# Reputable Silver standard breeders?



## redcricket

We are thinking about adding one more spoo to our crazy family, but no earlier than a year from now. We currently have 2 spayed females, and would like a male this time. I absolutely love silvers, they are just breathtaking to me, and I pretty much have my heart set on a silver male. I am just beginning the process of researching breeders, and I wondered if anyone could recommend a reputable silver standard poodle breeder? I live in southeastern PA, and I am not against shipping from out of state, but I prefer to visit the breeder I purchase from, so I would prefer if it is a reasonable driving distance from my location. I would like to get to know the breeder I buy from, and establish a relationship with them first. Thanks so much everyone!!


----------



## Keithsomething

Whisperwind is the kennel I think of when I think of a silver breeder in this general area ((though she may be best known for her whites))
She seems super courteous and willing to answer any question put forth to her 


Whisperwind Standard Poodles


----------



## Vibrant

What, besides colour, are you looking for? Do you want to do any performance, conformation or therapy work with your new silver poodle, or is he to be a loving pet?
I live in Ontario and hands down, I would recommend Bibelot Tolka for silvers. I have two Bibelot Tolka dogs...both have very stable temperaments and so far, great health. My 16 month old male, Troy, has his Canadian and UKC conformation championships, his CGC, is certified as a St. John's Ambulance Therapy Dog, two legs towards his pre-novice title and one leg on his Rally Novice title (earned this past weekend). He adores kids and gets along well with other dogs. 
If you're looking for a relationship with the breeder, Deb Drake (Tolka) is a gem and I've been lucky enough to become good friends with her through the dogs.
I know Susan (Bibelot) and Deb have a breeding involving Troy's sire...puppies due soon, and they're also going to breed Sky soon.
In New Jersey, there's Marion Banta, Parrishill poodles, and Tintlet, on this forum also has gorgeous silvers (I think Kitchel is lovely!)
Good luck...take your time...do your research....and I'm sure you'll end up with the boy of your dreams!
Viviennne


----------



## ArreauStandardPoodle

I would have to agree with Vibrant, but would add Desertreef and Chesla Poodles to the mix. If I were looking at getting a silver, the first person I would contact would be Susan Fraser of Bibelot. In my opinion, she is THE premier breeder of silvers in North America.


----------



## *tina*

Tintlet here on the board has gorgeous silvers. I believe Olie's Suri came from Tintlet.


----------



## jester's mom

The owner of the father to my silver male, Alfie, who is Am. Can. Ch. ParrisHill Just Call Me Jeremy, has a litter of pups in MA born June 30th and some are silver. Alfie is a WONDERFUL boy, handsome, playful, loving and intelligent and he LOVES water. 

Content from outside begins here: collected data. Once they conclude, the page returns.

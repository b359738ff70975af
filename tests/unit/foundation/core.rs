use super::*;

#[test]
fn viewport_rejects_zero_dimensions() {
    assert!(Viewport::new(0, 10).is_err());
    assert!(Viewport::new(10, 0).is_err());
    assert_eq!(Viewport::new(3, 4).unwrap().width, 3);
}

#[test]
fn content_type_follows_format() {
    assert_eq!(OutputFormat::Png.content_type(), "image/png");
    assert_eq!(OutputFormat::WebP.content_type(), "image/webp");
    assert_eq!(OutputFormat::Jpeg.content_type(), "image/jpeg");
}

#[test]
fn format_parses_case_insensitively() {
    assert_eq!("PNG".parse::<OutputFormat>().unwrap(), OutputFormat::Png);
    assert_eq!("jpg".parse::<OutputFormat>().unwrap(), OutputFormat::Jpeg);
    assert!("gif".parse::<OutputFormat>().is_err());
}

#[test]
fn options_deserialize_with_defaults() {
    let opts: RenderOptions =
        serde_json::from_str(r#"{"viewport":{"width":100,"height":50},"format":"webp"}"#).unwrap();
    assert_eq!(opts.viewport, Viewport::new(100, 50).unwrap());
    assert_eq!(opts.format, OutputFormat::WebP);
    assert_eq!(opts.quality, None);
    assert!(!opts.debug_border);
}

#[test]
fn options_accept_debug_border() {
    let opts: RenderOptions = serde_json::from_str(r#"{"debugBorder":true}"#).unwrap();
    assert!(opts.debug_border);
    assert_eq!(opts.viewport, Viewport::default());
}

#[test]
fn animation_format_content_types() {
    assert_eq!(AnimationFormat::WebP.content_type(), "image/webp");
    assert_eq!(AnimationFormat::Apng.content_type(), "image/apng");
    assert_eq!("APNG".parse::<AnimationFormat>().unwrap(), AnimationFormat::Apng);
    assert!("gif".parse::<AnimationFormat>().is_err());
    let parsed: AnimationFormat = serde_json::from_str(r#""apng""#).unwrap();
    assert_eq!(parsed, AnimationFormat::Apng);
}

#[test]
fn options_reject_out_of_range_quality() {
    let mut opts = RenderOptions::new(10, 10, OutputFormat::Jpeg).unwrap();
    opts.quality = Some(0);
    assert!(opts.validate().is_err());
    opts.quality = Some(90);
    opts.validate().unwrap();
}
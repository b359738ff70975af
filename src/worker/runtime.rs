use std::{sync::Arc, thread::JoinHandle};

use anyhow::Context;
use tokio::sync::mpsc;

use super::{
    protocol::{InboundMessage, OutboundMessage},
    session::WorkerSession,
};
use crate::{
    backend::ModuleLoader,
    foundation::error::{RastreeError, RastreeResult},
};

/// Owner's end of a worker: a JSON message channel in each direction.
///
/// Dropping the port (or calling [`WorkerPort::terminate`]) stops the worker once its current
/// render finishes; replies to in-flight requests are not guaranteed.
#[derive(Debug)]
pub struct WorkerPort {
    inbound: Option<mpsc::UnboundedSender<String>>,
    outbound: mpsc::UnboundedReceiver<String>,
    thread: Option<JoinHandle<()>>,
}

/// Start a worker thread that loads its engine through `loader`.
pub fn spawn_worker(loader: Arc<dyn ModuleLoader>) -> RastreeResult<WorkerPort> {
    let (in_tx, in_rx) = mpsc::unbounded_channel();
    let (out_tx, out_rx) = mpsc::unbounded_channel();
    let thread = std::thread::Builder::new()
        .name("rastree-worker".to_string())
        .spawn(move || {
            let rt = match tokio::runtime::Builder::new_current_thread()
                .enable_all()
                .build()
            {
                Ok(rt) => rt,
                Err(err) => {
                    tracing::error!(error = %err, "failed to build worker runtime");
                    return;
                }
            };
            rt.block_on(run_worker(loader, in_rx, out_tx));
        })
        .context("spawn worker thread")?;
    Ok(WorkerPort {
        inbound: Some(in_tx),
        outbound: out_rx,
        thread: Some(thread),
    })
}

#[tracing::instrument(name = "worker", skip_all)]
async fn run_worker(
    loader: Arc<dyn ModuleLoader>,
    mut inbound: mpsc::UnboundedReceiver<String>,
    outbound: mpsc::UnboundedSender<String>,
) {
    let mut session = WorkerSession::new();
    session.begin_init();
    let mut init = loader.load();

    let handle = loop {
        tokio::select! {
            // Poll the inbox first so that anything queued before init finishes is dropped.
            biased;
            raw = inbound.recv() => match raw {
                Some(raw) => {
                    if let Some(msg) = WorkerSession::decode(&raw) {
                        let _ = session.handle_message(msg);
                    }
                }
                None => return,
            },
            loaded = &mut init => match loaded {
                Ok(handle) => break Arc::new(handle),
                Err(err) => {
                    tracing::error!(error = %err, "worker failed to initialize");
                    return;
                }
            },
        }
    };

    if !emit(&outbound, &session.finish_init(handle)) {
        return;
    }
    tracing::debug!("worker ready");

    while let Some(raw) = inbound.recv().await {
        let Some(msg) = WorkerSession::decode(&raw) else {
            continue;
        };
        if let Some(reply) = session.handle_message(msg)
            && !emit(&outbound, &reply)
        {
            break;
        }
    }
    tracing::debug!("worker stopped");
}

fn emit(outbound: &mpsc::UnboundedSender<String>, msg: &OutboundMessage) -> bool {
    match msg.to_wire() {
        Ok(raw) => outbound.send(raw).is_ok(),
        Err(err) => {
            tracing::warn!(error = %err, "failed to encode worker reply");
            true
        }
    }
}

impl WorkerPort {
    /// Send a typed message.
    pub fn post(&self, msg: &InboundMessage) -> RastreeResult<()> {
        self.post_raw(msg.to_wire()?)
    }

    /// Send a raw wire message as is.
    pub fn post_raw(&self, raw: impl Into<String>) -> RastreeResult<()> {
        let tx = self
            .inbound
            .as_ref()
            .ok_or_else(|| RastreeError::worker_protocol("worker was terminated"))?;
        tx.send(raw.into())
            .map_err(|_| RastreeError::worker_protocol("worker has stopped"))
    }

    /// Next reply, or `None` once the worker has stopped and its outbox is drained.
    pub async fn recv(&mut self) -> Option<OutboundMessage> {
        loop {
            let raw = self.outbound.recv().await?;
            match OutboundMessage::from_wire(&raw) {
                Ok(msg) => return Some(msg),
                Err(err) => tracing::warn!(error = %err, "ignoring worker reply"),
            }
        }
    }

    /// Next reply if one is already queued.
    pub fn try_recv(&mut self) -> Option<OutboundMessage> {
        while let Ok(raw) = self.outbound.try_recv() {
            match OutboundMessage::from_wire(&raw) {
                Ok(msg) => return Some(msg),
                Err(err) => tracing::warn!(error = %err, "ignoring worker reply"),
            }
        }
        None
    }

    /// Close the worker's inbox. Already queued replies remain readable.
    pub fn terminate(&mut self) {
        self.inbound = None;
    }

    /// Whether the worker thread is still running.
    pub fn is_running(&self) -> bool {
        self.thread.as_ref().is_some_and(|t| !t.is_finished())
    }
}

#[cfg(test)]
#[path = "../../tests/unit/worker/runtime.rs"]
mod tests;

Here is the link to the page where the stud owner (Parrishill Poodles) has it on her website. You can also go and see pics of Jeremy... and, she has pics of Alfie on Jeremy's page also. 
3 1/2 - 4 Weeks Old


----------



## Olie

Yep, Suri is from Gloria Tintlet Standard Poodles she just had a litter not long ago so she has great pics of her dogs!! Also, be careful, she has 2 pups now, one silver and one blue!! 

I LOVE Desert Reef Poodles - desertreef - her dogs are amazing looking too. She also had a beautiful litter recently, has great pics and vids.

Yes I stalk the breeders I LOVE!! (not stalk, but you know they are at the TOP of my favorites)

Both tons of testing and have dogs in different venues.


----------



## redcricket

WOW! Thanks so much everyone! I will look into all of them during my search. I definately plan to take my time, and be very thorough. I hope to find the perfect boy for us! We are not into showing, or conformation...just want a loving and healthy pet to join our family. I will keep everyone posted during my search. Thanks again for giving me recommendations...I'm so glad to have all of my poodle forum friends to point me in the right direction!!


----------



## Fluffyspoos

I'd totally reccomend Karen at Desert Reef Poodles - home too. I adore her, her dogs, and everything about this kennel! It's where I got my Vegas.


----------



## Teffy

My friend grew up with Bibelot poodles, even co-owned a show dog with Susan Fraser. They're last pair of Bibelot poodles from their 'childhood' about 20 years ago, lived until they were 18 years old. I was suspicious of that and asked if they were walking, seeing, hearing in the later years, yes they were except the last year. 20 years later, the brother and one sister owns Bibelot Tolka littermates. They're very, very happy with them, I think they were perfectly matched too. I have pictures of them somewhere...
Oh the brother got a second poodle from Kalchan, don't know anything about them but sweet temperament.


----------



## jonny cash

highview, Highview Poodles AKC Poodle Breeder
or tintlet, Tintlet Standard Poodles
both of these breeders produce fine dogs, and both have wonderful reputations. it would be hard to go wrong with either one.


----------



## healthnut

*anyone?*

Has anyone heard or have a poodle from NightWinds? 

TIA


----------



## jonny cash

healthnut said:


> Has anyone heard or have a poodle from NightWinds?
> 
> TIA


Jerry is an outstanding breeder.


----------